Of course, typical is not a word I’d closely associate with the woods, maybe enigmatic is better. A forest doesn’t lend itself well to uniformity, that’s for sure, and exists in a constant state of flux. A piece of advice if you’re thinking of breaking into the forestry industry: Throw your preconceived notions of consistency and routine out the window. Regardless of what science may say, nature won’t follow a strict set of rules. Well, that’s not exactly true, but within the known immutable laws of nature you’ll find every variation you can imagine, plus more that you haven’t yet. There are always unexpected factors we must adapt to because, well, nothing is going to be constant in nature. You’ll find a large rock in the place you’re supposed to put a pin or an ambiguous dead tree with live branches, maybe a tree will fall precisely on the plot boundary or there are no trees at all and you have to improvise reference markers. See what I mean? But that variation, the unexpected, is the best part of the job. Sometimes each subplot within a single large plot will look wildly different—”forest” is a much broader word than one would think. In the morning we’ll be measuring a subplot which feels like a sunny meadow, the forest floor a carpet of grasses and wildflowers with only a few trees dotting the landscape, then move onto the neighboring subplot covered in large logs or limbs, sprawling like matchsticks from mass tree morality caused by root disease or insects. Maybe one stand will have an area dense with mature trees situated next to an area with evidence of an old burning or logging operation. The number of trees on each subplot will range, sometimes we’ll have 5 trees, sometimes 65.
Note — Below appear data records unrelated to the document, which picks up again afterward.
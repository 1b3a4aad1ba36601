//! Version-tracked database migrations for the libSQL backend.
//!
//! Each migration has a version number and SQL. `run_migrations()` checks
//! the current version and applies only the new ones sequentially.
//! A profile table created before version tracking existed is detected,
//! brought up to the current column set and seeded as V1.

use libsql::Connection;

use crate::error::DatabaseError;

/// A single migration step.
struct Migration {
    version: i64,
    name: &'static str,
    sql: &'static str,
}

/// All migrations in order. Add new versions to the end.
static MIGRATIONS: &[Migration] = &[
    Migration {
        version: 1,
        name: "initial_schema",
        sql: r#"
            CREATE TABLE IF NOT EXISTS user_profiles (
                user_id TEXT PRIMARY KEY,
                name TEXT,
                business_type TEXT,
                goals TEXT,
                website_url TEXT,
                website_analysis TEXT,
                website_analysis_error TEXT,
                created_at TEXT NOT NULL,
                updated_at TEXT NOT NULL,
                conversation_stage TEXT NOT NULL DEFAULT 'greeting'
            );

            CREATE TABLE IF NOT EXISTS chat_logs (
                id INTEGER PRIMARY KEY AUTOINCREMENT,
                user_id TEXT NOT NULL,
                message TEXT NOT NULL,
                response TEXT NOT NULL,
                timestamp TEXT NOT NULL
            );
            CREATE INDEX IF NOT EXISTS idx_chat_logs_user ON chat_logs(user_id, timestamp);
        "#,
    },
];

/// Columns added to `user_profiles` after its first release. Checked on
/// unversioned databases and added when missing.
const PROFILE_COLUMNS: &[(&str, &str)] = &[
    ("website_url", "TEXT"),
    ("website_analysis", "TEXT"),
    ("website_analysis_error", "TEXT"),
    ("conversation_stage", "TEXT NOT NULL DEFAULT 'greeting'"),
];

/// Run all pending migrations against the given connection.
///
/// Creates the `_migrations` table if it doesn't exist.
pub async fn run_migrations(conn: &Connection) -> Result<(), DatabaseError> {
    conn.execute(
        "CREATE TABLE IF NOT EXISTS _migrations (
            version INTEGER PRIMARY KEY,
            name TEXT NOT NULL,
            applied_at TEXT NOT NULL DEFAULT (datetime('now'))
        )",
        (),
    )
    .await
    .map_err(|e| DatabaseError::Migration(format!("Failed to create _migrations table: {e}")))?;

    let current_version = get_current_version(conn).await?;

    if current_version == 0 && table_exists(conn, "user_profiles").await? {
        ensure_profile_columns(conn).await?;
        // Fresh DDL is all IF NOT EXISTS, so this only adds what's missing.
        conn.execute_batch(MIGRATIONS[0].sql).await.map_err(|e| {
            DatabaseError::Migration(format!("Failed to complete legacy schema: {e}"))
        })?;
        seed_version(conn, 1, "initial_schema").await?;
        tracing::info!("Unversioned profile database detected, seeded migration V1");
    }

    let current_version = get_current_version(conn).await?;
    for migration in MIGRATIONS {
        if migration.version > current_version {
            tracing::info!(
                version = migration.version,
                name = migration.name,
                "Applying migration"
            );
            conn.execute_batch(migration.sql).await.map_err(|e| {
                DatabaseError::Migration(format!(
                    "Migration V{} ({}) failed: {e}",
                    migration.version, migration.name
                ))
            })?;
            seed_version(conn, migration.version, migration.name).await?;
        }
    }

    tracing::info!(
        "Database migrations complete (at V{})",
        get_current_version(conn).await?
    );
    Ok(())
}

/// Add any of `PROFILE_COLUMNS` the table lacks. Idempotent.
async fn ensure_profile_columns(conn: &Connection) -> Result<(), DatabaseError> {
    let mut existing = Vec::new();
    let mut rows = conn
        .query("PRAGMA table_info(user_profiles)", ())
        .await
        .map_err(|e| DatabaseError::Migration(format!("Failed to read profile columns: {e}")))?;
    while let Some(row) = rows
        .next()
        .await
        .map_err(|e| DatabaseError::Migration(format!("Failed to read profile columns: {e}")))?
    {
        let name: String = row
            .get(1)
            .map_err(|e| DatabaseError::Migration(format!("Bad table_info row: {e}")))?;
        existing.push(name);
    }

    for (column, ty) in PROFILE_COLUMNS {
        if existing.iter().any(|c| c == column) {
            continue;
        }
        conn.execute(
            &format!("ALTER TABLE user_profiles ADD COLUMN {column} {ty}"),
            (),
        )
        .await
        .map_err(|e| DatabaseError::Migration(format!("Failed to add column {column}: {e}")))?;
        tracing::info!(column, "Added missing profile column");
    }
    Ok(())
}

/// Get the highest applied migration version, or 0 if none.
async fn get_current_version(conn: &Connection) -> Result<i64, DatabaseError> {
    let mut rows = conn
        .query("SELECT COALESCE(MAX(version), 0) FROM _migrations", ())
        .await
        .map_err(|e| DatabaseError::Migration(format!("Failed to query migration version: {e}")))?;

    let row = rows
        .next()
        .await
        .map_err(|e| DatabaseError::Migration(format!("Failed to read migration version: {e}")))?;

    match row {
        Some(row) => row.get(0).map_err(|e| {
            DatabaseError::Migration(format!("Failed to parse migration version: {e}"))
        }),
        None => Ok(0),
    }
}

async fn table_exists(conn: &Connection, table: &str) -> Result<bool, DatabaseError> {
    let mut rows = conn
        .query(
            "SELECT COUNT(*) FROM sqlite_master WHERE type='table' AND name=?1",
            libsql::params![table],
        )
        .await
        .map_err(|e| DatabaseError::Query(format!("Failed to check table {table}: {e}")))?;

    let row = rows
        .next()
        .await
        .map_err(|e| DatabaseError::Query(format!("Failed to read table check: {e}")))?;

    match row {
        Some(row) => {
            let count: i64 = row.get(0).unwrap_or(0);
            Ok(count > 0)
        }
        None => Ok(false),
    }
}

/// Insert a version record into `_migrations`.
async fn seed_version(conn: &Connection, version: i64, name: &str) -> Result<(), DatabaseError> {
    conn.execute(
        "INSERT OR IGNORE INTO _migrations (version, name) VALUES (?1, ?2)",
        libsql::params![version, name],
    )
    .await
    .map_err(|e| DatabaseError::Migration(format!("Failed to record migration V{version}: {e}")))?;
    Ok(())
}

#[cfg(test)]
mod tests {
    use super::*;

    async fn test_conn() -> Connection {
        let db = libsql::Builder::new_local(":memory:")
            .build()
            .await
            .unwrap();
        db.connect().unwrap()
    }

    async fn column_names(conn: &Connection) -> Vec<String> {
        let mut rows = conn
            .query("PRAGMA table_info(user_profiles)", ())
            .await
            .unwrap();
        let mut names = Vec::new();
        while let Some(row) = rows.next().await.unwrap() {
            names.push(row.get::<String>(1).unwrap());
        }
        names
    }

    #[tokio::test]
    async fn migrations_create_all_tables() {
        let conn = test_conn().await;
        run_migrations(&conn).await.unwrap();

        for table in ["user_profiles", "chat_logs", "_migrations"] {
            assert!(table_exists(&conn, table).await.unwrap(), "Table '{table}' should exist");
        }
    }

    #[tokio::test]
    async fn migrations_are_idempotent() {
        let conn = test_conn().await;
        run_migrations(&conn).await.unwrap();
        run_migrations(&conn).await.unwrap();

        let version = get_current_version(&conn).await.unwrap();
        assert_eq!(version, 1);
    }

    #[tokio::test]
    async fn unversioned_profile_table_gains_missing_columns() {
        let conn = test_conn().await;

        // The earliest profile table: no website columns, no stage.
        conn.execute_batch(
            "CREATE TABLE user_profiles (
                user_id TEXT PRIMARY KEY,
                name TEXT,
                business_type TEXT,
                goals TEXT,
                created_at TEXT,
                updated_at TEXT
            );
            INSERT INTO user_profiles (user_id, name, created_at, updated_at)
                VALUES ('old', 'ليلى', '2024-01-01T00:00:00Z', '2024-01-01T00:00:00Z');",
        )
        .await
        .unwrap();

        run_migrations(&conn).await.unwrap();

        let columns = column_names(&conn).await;
        for (column, _) in PROFILE_COLUMNS {
            assert!(columns.iter().any(|c| c == column), "missing {column}");
        }
        assert!(table_exists(&conn, "chat_logs").await.unwrap());
        assert_eq!(get_current_version(&conn).await.unwrap(), 1);

        let mut rows = conn
            .query(
                "SELECT name, conversation_stage FROM user_profiles WHERE user_id = 'old'",
                (),
            )
            .await
            .unwrap();
        let row = rows.next().await.unwrap().unwrap();
        assert_eq!(row.get::<String>(0).unwrap(), "ليلى");
        assert_eq!(row.get::<String>(1).unwrap(), "greeting");
    }

    #[tokio::test]
    async fn ensure_columns_is_idempotent() {
        let conn = test_conn().await;
        run_migrations(&conn).await.unwrap();
        let before = column_names(&conn).await;
        ensure_profile_columns(&conn).await.unwrap();
        assert_eq!(before, column_names(&conn).await);
    }

    #[tokio::test]
    async fn version_tracking() {
        let conn = test_conn().await;
        run_migrations(&conn).await.unwrap();

        let mut rows = conn
            .query("SELECT version, name FROM _migrations ORDER BY version", ())
            .await
            .unwrap();
        let row = rows.next().await.unwrap().unwrap();
        assert_eq!(row.get::<i64>(0).unwrap(), 1);
        assert_eq!(row.get::<String>(1).unwrap(), "initial_schema");
        assert!(rows.next().await.unwrap().is_none());
    }
}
Data is collected from each plot every 10 years, so there are notes from previous crews to help us out. But a lot can change in 10 years, so sometimes we arrive to find the plot wildly different from how it was described. That’s just the nature of nature, I guess. Forests are constantly changing, things are growing, things are dying, pockets of vegetation species ebb and flow, spread and disappear. In this job each day is different because each plot is different. I have a feeling there won’t be a dull day in FIA. Lucky me, which I mean in the least sarcastic way possible.

My team has devoted a lot of time to training me, most helpfully by narrating as they collect data and answering my many hypotheticals. I try not to feel bad about adding to their to-do list in the field (as is my admittedly irrational tendency) because I know teaching me is a long-term investment; While it may slow us down in the present, I’ll be able to contribute more and work autonomously soon enough. For the time being, though, I’ll be asking a lot of questions and getting well acquainted with my trusty handbook.

Before I sign off, I know you’ve been on the edge of your seat wondering “what has been the coolest fact she’s learned so far?”. Fear not, that question is a no-brainer: It turns out my hug is 16.3” in diameter, and I have encountered exactly 2 trees that are perfectly huggable.